Une altération des fonctions critiques nécessaires à la poursuite de la transmission du virus recombinant peut se produire même si la réplication et la transcription restent ininterrompues.
Pour que le virus recombinant soit excrété par l’hôte, il doit continuer à se transmettre à davantage de cellules et à s’amplifier à des niveaux adéquats, même s’il est fonctionnel. La fonctionnalité du virus recombinant peut ne pas être suffisante pour qu’il sorte de l’hôte s’il présente même un trait délétère mineur.
Étape 10 : Transmission d’hôte à hôte et propagation de la population
La recombinaison n’empêche pas la transmission de cellule à cellule, mais pour que le recombinant continue à se propager, il doit conserver les traits nécessaires à la transmission environnementale.
Les conditions environnementales influenceront de manière significative l’émergence et la transmission du virus recombinant. Sans changements antigéniques significatifs des virus parentaux, la compétition pour les hôtes immunologiquement naïfs s’intensifiera à la suite d’un événement de recombinaison.
Les virus recombinants ayant une plus grande chance de réussir dans de petites populations ont un fort avantage sélectif par rapport aux virus parentaux en raison de l’événement de recombinaison.
Conclusion
L’étude souligne que la recherche sur la recombinaison des coronavirus peut être menée en toute sécurité, en particulier compte tenu de la pandémie de COVID-19 et de l’examen minutieux de la recherche sur les coronavirus.
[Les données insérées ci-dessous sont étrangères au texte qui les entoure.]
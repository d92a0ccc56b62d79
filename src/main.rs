//! Complaint Desk Frontend Entry Point

mod app;
mod commands;
mod components;
mod context;
mod logger;
mod notice;
mod storage;
mod store;

use app::App;
use leptos::prelude::*;
use log::LevelFilter;

fn main() {
    console_error_panic_hook::set_once();
    logger::init(if cfg!(debug_assertions) { LevelFilter::Debug } else { LevelFilter::Info });
    mount_to_body(App);
}
//! UI Components
//!
//! Reusable Leptos components.

mod nav_sidebar;
mod status_badge;
mod dashboard;
mod recent_table;
mod complaint_form;
mod history_grid;
mod complaint_card;
mod delete_confirm_button;
mod settings_form;

pub use nav_sidebar::NavSidebar;
pub use status_badge::StatusBadge;
pub use dashboard::Dashboard;
pub use recent_table::RecentTable;
pub use complaint_form::ComplaintForm;
pub use history_grid::HistoryGrid;
pub use complaint_card::ComplaintCard;
pub use delete_confirm_button::DeleteConfirmButton;
pub use settings_form::SettingsForm;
L’inactivation chimique peut éliminer le potentiel infectieux des nouveaux coronavirus recombinants dans des cultures où des virus ont été co-infectés pour faciliter la recombinaison.
L’auteur suggère que l’étude des obstacles moléculaires post-recombinaison, tels que la fonctionnalité du génome recombinant, ne peut pas être réalisée avec une inactivation chimique ; par conséquent, des méthodes alternatives doivent être utilisées pour une évaluation plus sûre.